No dia 7 de junho, o garçom Altivo Stolé da Silva recebeu uma carta da Telefônica avisando que deveria pagar R$ 5,93, divididos em seis parcelas, referente a ligações não computadas em faturas anteriores. Em seguida, nova carta avisava que o valor correto era de R$ 35,58, dividido em seis parcelas iguais de R$ 5,93. "Liguei para a Telefônica e a atendente não soube me explicar o que estava sendo cobrado nem como eu deveria proceder." Como não recebeu o resumo das chamadas que havia solicitado, resolveu procurar o Procon. "Se a Eletropaulo tem um medidor na minha casa e a Sabesp também, porque a Telefônica não tem um relógio para marcar o que está sendo usado?
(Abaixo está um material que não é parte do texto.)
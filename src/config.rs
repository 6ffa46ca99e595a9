//! Construction-time configuration.
//!
//! [`StoreOptions`] collects named options, [`StoreOptions::build`] validates
//! them into an immutable [`StoreConfig`]. [`ConnectionConfig`] describes how
//! to reach the index backend and [`Settings`] reads both from the environment.

use crate::domain::entities::collection::{
    validate_name, CollectionSchema, PrimaryKey, MAX_TEXT_LENGTH,
};
use crate::domain::error::StoreError;
use crate::domain::ports::embedding_port::Embedder;
use crate::domain::values::consistency::ConsistencyLevel;
use crate::domain::values::index::IndexDescriptor;
use crate::domain::values::metric::Metric;
use serde_json::{Map, Value};
use std::fmt;
use std::sync::Arc;
use std::time::Duration;

pub const DEFAULT_COLLECTION: &str = "docvec_documents";
pub const DEFAULT_PRIMARY_FIELD: &str = "pk";
pub const DEFAULT_VECTOR_FIELD: &str = "vectors";
pub const DEFAULT_TEXT_FIELD: &str = "text";
pub const DEFAULT_META_FIELD: &str = "meta";

#[derive(Clone)]
pub struct StoreOptions {
    embedder: Option<Arc<dyn Embedder>>,
    index: Option<IndexDescriptor>,
    drop_old: bool,
    collection_name: String,
    description: String,
    partition: Option<String>,
    primary_field: String,
    vector_field: String,
    text_field: String,
    meta_field: String,
    id_key: Option<String>,
    max_text_length: usize,
    shards: u32,
    dimension: Option<usize>,
    consistency: ConsistencyLevel,
    search_params: Option<Map<String, Value>>,
    skip_flush_on_write: bool,
}

impl Default for StoreOptions {
    fn default() -> Self {
        Self {
            embedder: None,
            index: None,
            drop_old: false,
            collection_name: DEFAULT_COLLECTION.into(),
            description: String::new(),
            partition: None,
            primary_field: DEFAULT_PRIMARY_FIELD.into(),
            vector_field: DEFAULT_VECTOR_FIELD.into(),
            text_field: DEFAULT_TEXT_FIELD.into(),
            meta_field: DEFAULT_META_FIELD.into(),
            id_key: None,
            max_text_length: MAX_TEXT_LENGTH,
            shards: 1,
            dimension: None,
            consistency: ConsistencyLevel::default(),
            search_params: None,
            skip_flush_on_write: false,
        }
    }
}

impl StoreOptions {
    pub fn new() -> Self {
        Self::default()
    }

    pub fn with_embedder(mut self, embedder: Arc<dyn Embedder>) -> Self {
        self.embedder = Some(embedder);
        self
    }

    /// Index for the vector field. Enables auto-provisioning of the collection.
    pub fn with_index(mut self, index: IndexDescriptor) -> Self {
        self.index = Some(index);
        self
    }

    /// Drop any existing collection of the same name before provisioning.
    pub fn with_drop_old(mut self) -> Self {
        self.drop_old = true;
        self
    }

    pub fn with_collection_name(mut self, name: impl Into<String>) -> Self {
        self.collection_name = name.into();
        self
    }

    pub fn with_description(mut self, description: impl Into<String>) -> Self {
        self.description = description.into();
        self
    }

    pub fn with_partition_name(mut self, partition: impl Into<String>) -> Self {
        self.partition = Some(partition.into());
        self
    }

    pub fn with_primary_field(mut self, field: impl Into<String>) -> Self {
        self.primary_field = field.into();
        self
    }

    pub fn with_vector_field(mut self, field: impl Into<String>) -> Self {
        self.vector_field = field.into();
        self
    }

    pub fn with_text_field(mut self, field: impl Into<String>) -> Self {
        self.text_field = field.into();
        self
    }

    pub fn with_meta_field(mut self, field: impl Into<String>) -> Self {
        self.meta_field = field.into();
        self
    }

    /// Use `metadata[key]` as the document id instead of a backend auto id.
    pub fn with_id_key(mut self, key: impl Into<String>) -> Self {
        self.id_key = Some(key.into());
        self
    }

    pub fn with_max_text_length(mut self, max: usize) -> Self {
        self.max_text_length = max;
        self
    }

    pub fn with_shards(mut self, shards: u32) -> Self {
        self.shards = shards;
        self
    }

    /// Skip probing the embedder for its output dimension.
    pub fn with_dimension(mut self, dimension: usize) -> Self {
        self.dimension = Some(dimension);
        self
    }

    pub fn with_consistency_level(mut self, level: ConsistencyLevel) -> Self {
        self.consistency = level;
        self
    }

    /// Search params sent with every query, replacing the index defaults.
    pub fn with_search_params(mut self, params: Map<String, Value>) -> Self {
        self.search_params = Some(params);
        self
    }

    pub fn with_skip_flush_on_write(mut self) -> Self {
        self.skip_flush_on_write = true;
        self
    }

    pub fn embedder(&self) -> Option<&Arc<dyn Embedder>> {
        self.embedder.as_ref()
    }

    pub fn dimension(&self) -> Option<usize> {
        self.dimension
    }

    /// Checks everything that does not depend on the embedding dimension.
    pub fn validate(&self) -> Result<(), StoreError> {
        if self.embedder.is_none() {
            return Err(StoreError::Config(
                "An embedder is required (with_embedder)".into(),
            ));
        }
        if self.drop_old && self.index.is_none() {
            return Err(StoreError::Config(
                "with_drop_old requires with_index to recreate the collection".into(),
            ));
        }
        if let Some(partition) = &self.partition {
            validate_name("partition name", partition).map_err(StoreError::Config)?;
        }
        if self.dimension == Some(0) {
            return Err(StoreError::Config("Dimension must be at least 1".into()));
        }
        Ok(())
    }

    /// Freeze the options into a [`StoreConfig`] for vectors of length `dimension`.
    pub fn build(self, dimension: usize) -> Result<StoreConfig, StoreError> {
        self.validate()?;
        if let Some(expected) = self.dimension {
            if expected != dimension {
                return Err(StoreError::Config(format!(
                    "Configured dimension {expected} does not match resolved dimension {dimension}"
                )));
            }
        }

        let primary_key = match self.id_key {
            Some(key) => PrimaryKey::FromMetadata(key),
            None => PrimaryKey::Auto,
        };
        let schema = CollectionSchema {
            name: self.collection_name,
            description: self.description,
            primary_key,
            primary_field: self.primary_field,
            vector_field: self.vector_field,
            text_field: self.text_field,
            meta_field: self.meta_field,
            dimension,
            max_text_length: self.max_text_length,
            shards: self.shards,
        };
        schema.validate().map_err(StoreError::Config)?;

        let embedder = self
            .embedder
            .ok_or_else(|| StoreError::Config("An embedder is required (with_embedder)".into()))?;

        Ok(StoreConfig {
            embedder,
            schema,
            index: self.index,
            drop_old: self.drop_old,
            partition: self.partition,
            consistency: self.consistency,
            search_params: self.search_params,
            skip_flush_on_write: self.skip_flush_on_write,
        })
    }
}

/// Validated, read-only configuration owned by one store.
#[derive(Clone)]
pub struct StoreConfig {
    embedder: Arc<dyn Embedder>,
    schema: CollectionSchema,
    index: Option<IndexDescriptor>,
    drop_old: bool,
    partition: Option<String>,
    consistency: ConsistencyLevel,
    search_params: Option<Map<String, Value>>,
    skip_flush_on_write: bool,
}

impl StoreConfig {
    pub fn embedder(&self) -> &Arc<dyn Embedder> {
        &self.embedder
    }

    pub fn schema(&self) -> &CollectionSchema {
        &self.schema
    }

    pub fn index(&self) -> Option<&IndexDescriptor> {
        self.index.as_ref()
    }

    pub fn drop_old(&self) -> bool {
        self.drop_old
    }

    pub fn partition(&self) -> Option<&str> {
        self.partition.as_deref()
    }

    pub fn consistency(&self) -> ConsistencyLevel {
        self.consistency
    }

    pub fn search_params(&self) -> Option<&Map<String, Value>> {
        self.search_params.as_ref()
    }

    pub fn skip_flush_on_write(&self) -> bool {
        self.skip_flush_on_write
    }

    pub fn dimension(&self) -> usize {
        self.schema.dimension
    }
}

impl fmt::Debug for StoreConfig {
    fn fmt(&self, f: &mut fmt::Formatter<'_>) -> fmt::Result {
        f.debug_struct("StoreConfig")
            .field("schema", &self.schema)
            .field("index", &self.index)
            .field("drop_old", &self.drop_old)
            .field("partition", &self.partition)
            .field("consistency", &self.consistency)
            .field("search_params", &self.search_params)
            .field("skip_flush_on_write", &self.skip_flush_on_write)
            .finish_non_exhaustive()
    }
}

/// How to reach the index backend.
///
/// `address` is either an HTTP(S) URL of a Milvus server or `sqlite:<path>`
/// for the embedded backend (`sqlite::memory:` for a throwaway store).
#[derive(Clone)]
pub struct ConnectionConfig {
    pub address: String,
    pub token: Option<String>,
    pub username: Option<String>,
    pub password: Option<String>,
    pub database: Option<String>,
    pub timeout: Duration,
}

impl ConnectionConfig {
    pub fn new(address: impl Into<String>) -> Self {
        Self {
            address: address.into(),
            token: None,
            username: None,
            password: None,
            database: None,
            timeout: Duration::from_secs(30),
        }
    }

    pub fn with_token(mut self, token: impl Into<String>) -> Self {
        self.token = Some(token.into());
        self
    }

    pub fn with_credentials(mut self, username: impl Into<String>, password: impl Into<String>) -> Self {
        self.username = Some(username.into());
        self.password = Some(password.into());
        self
    }

    pub fn with_database(mut self, database: impl Into<String>) -> Self {
        self.database = Some(database.into());
        self
    }

    pub fn with_timeout(mut self, timeout: Duration) -> Self {
        self.timeout = timeout;
        self
    }

    /// Path of the embedded backend when the address uses the `sqlite:` scheme.
    pub fn sqlite_path(&self) -> Option<&str> {
        self.address.strip_prefix("sqlite:")
    }

    /// Bearer token sent to the server: the API token or `user:password`.
    pub fn bearer_token(&self) -> Option<String> {
        match (&self.token, &self.username, &self.password) {
            (Some(token), _, _) => Some(token.clone()),
            (None, Some(user), Some(pass)) => Some(format!("{user}:{pass}")),
            _ => None,
        }
    }

    pub fn validate(&self) -> Result<(), StoreError> {
        if self.address.trim().is_empty() {
            return Err(StoreError::Config("Connection address is required".into()));
        }
        if self.token.is_some() && self.username.is_some() {
            return Err(StoreError::Config(
                "Use either a token or username/password, not both".into(),
            ));
        }
        if self.username.is_some() != self.password.is_some() {
            return Err(StoreError::Config(
                "Username and password must be given together".into(),
            ));
        }
        if self.sqlite_path().is_none()
            && !(self.address.starts_with("http://") || self.address.starts_with("https://"))
        {
            return Err(StoreError::Config(format!(
                "Unsupported address {}: expected http(s):// or sqlite:",
                self.address
            )));
        }
        Ok(())
    }
}

impl fmt::Debug for ConnectionConfig {
    fn fmt(&self, f: &mut fmt::Formatter<'_>) -> fmt::Result {
        f.debug_struct("ConnectionConfig")
            .field("address", &self.address)
            .field("token", &self.token.as_ref().map(|_| "***"))
            .field("username", &self.username)
            .field("password", &self.password.as_ref().map(|_| "***"))
            .field("database", &self.database)
            .field("timeout", &self.timeout)
            .finish()
    }
}

/// Which embedding service the binary talks to.
#[derive(Debug, Clone, PartialEq, Eq)]
pub enum EmbeddingProviderKind {
    Tei,
    OpenAi,
}

#[derive(Debug, Clone)]
pub struct EmbeddingSettings {
    pub provider: EmbeddingProviderKind,
    pub url: Option<String>,
    pub api_key: String,
    pub model: Option<String>,
    pub dimension: Option<usize>,
}

/// Everything the CLI needs, read from `DOCVEC_*` environment variables.
#[derive(Debug, Clone)]
pub struct Settings {
    pub connection: ConnectionConfig,
    pub collection: String,
    pub metric: Metric,
    pub index_type: String,
    pub consistency: ConsistencyLevel,
    pub embedding: EmbeddingSettings,
}

impl Settings {
    pub fn from_env() -> Result<Self, StoreError> {
        Self::from_lookup(|key| std::env::var(key).ok())
    }

    /// Same as [`from_env`](Self::from_env) with an explicit variable source.
    pub fn from_lookup<F>(lookup: F) -> Result<Self, StoreError>
    where
        F: Fn(&str) -> Option<String>,
    {
        let var = |key: &str| lookup(key).filter(|v| !v.is_empty());

        let mut connection =
            ConnectionConfig::new(var("DOCVEC_URL").unwrap_or_else(|| "sqlite:./docvec.db".into()));
        if let Some(token) = var("DOCVEC_TOKEN") {
            connection = connection.with_token(token);
        }
        connection.username = var("DOCVEC_USER");
        connection.password = var("DOCVEC_PASSWORD");
        connection.database = var("DOCVEC_DATABASE");
        connection.validate()?;

        let metric = match var("DOCVEC_METRIC") {
            Some(m) => m.parse().map_err(StoreError::Config)?,
            None => Metric::L2,
        };
        let consistency = match var("DOCVEC_CONSISTENCY") {
            Some(c) => c.parse().map_err(StoreError::Config)?,
            None => ConsistencyLevel::default(),
        };
        let provider = match var("DOCVEC_EMBEDDING_PROVIDER").as_deref() {
            None | Some("tei") => EmbeddingProviderKind::Tei,
            Some("openai") => EmbeddingProviderKind::OpenAi,
            Some(other) => {
                return Err(StoreError::Config(format!(
                    "Unknown embedding provider: {other}"
                )))
            }
        };
        let dimension = match var("DOCVEC_EMBEDDING_DIM") {
            Some(d) => Some(d.parse::<usize>().map_err(|e| {
                StoreError::Config(format!("DOCVEC_EMBEDDING_DIM must be an integer: {e}"))
            })?),
            None => None,
        };

        Ok(Self {
            connection,
            collection: var("DOCVEC_COLLECTION").unwrap_or_else(|| DEFAULT_COLLECTION.into()),
            metric,
            index_type: var("DOCVEC_INDEX_TYPE").unwrap_or_else(|| "AUTOINDEX".into()),
            consistency,
            embedding: EmbeddingSettings {
                provider,
                url: var("DOCVEC_EMBEDDING_URL"),
                api_key: var("DOCVEC_EMBEDDING_API_KEY").unwrap_or_default(),
                model: var("DOCVEC_EMBEDDING_MODEL"),
                dimension,
            },
        })
    }

    pub fn index(&self) -> IndexDescriptor {
        IndexDescriptor::new(self.metric, self.index_type.clone(), Map::new())
    }
}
Por que eu tenho de acreditar que consumi aquilo que eles dizem?" Silva também se sente inconformado com o aumento dos pulsos. Foram 152 em fevereiro, chegando a 546 em junho. Em nota ao jornal O Estado de S.Paulo, a Telefônica informa que suspende a cobrança retroativa de chamadas e avisa que quem pagou terá o estorno equivalente na fatura seguinte. Para quem recebeu a cobrança e ainda não pagou, a empresa vai enviar nova conta telefônica com a exclusão dos valores.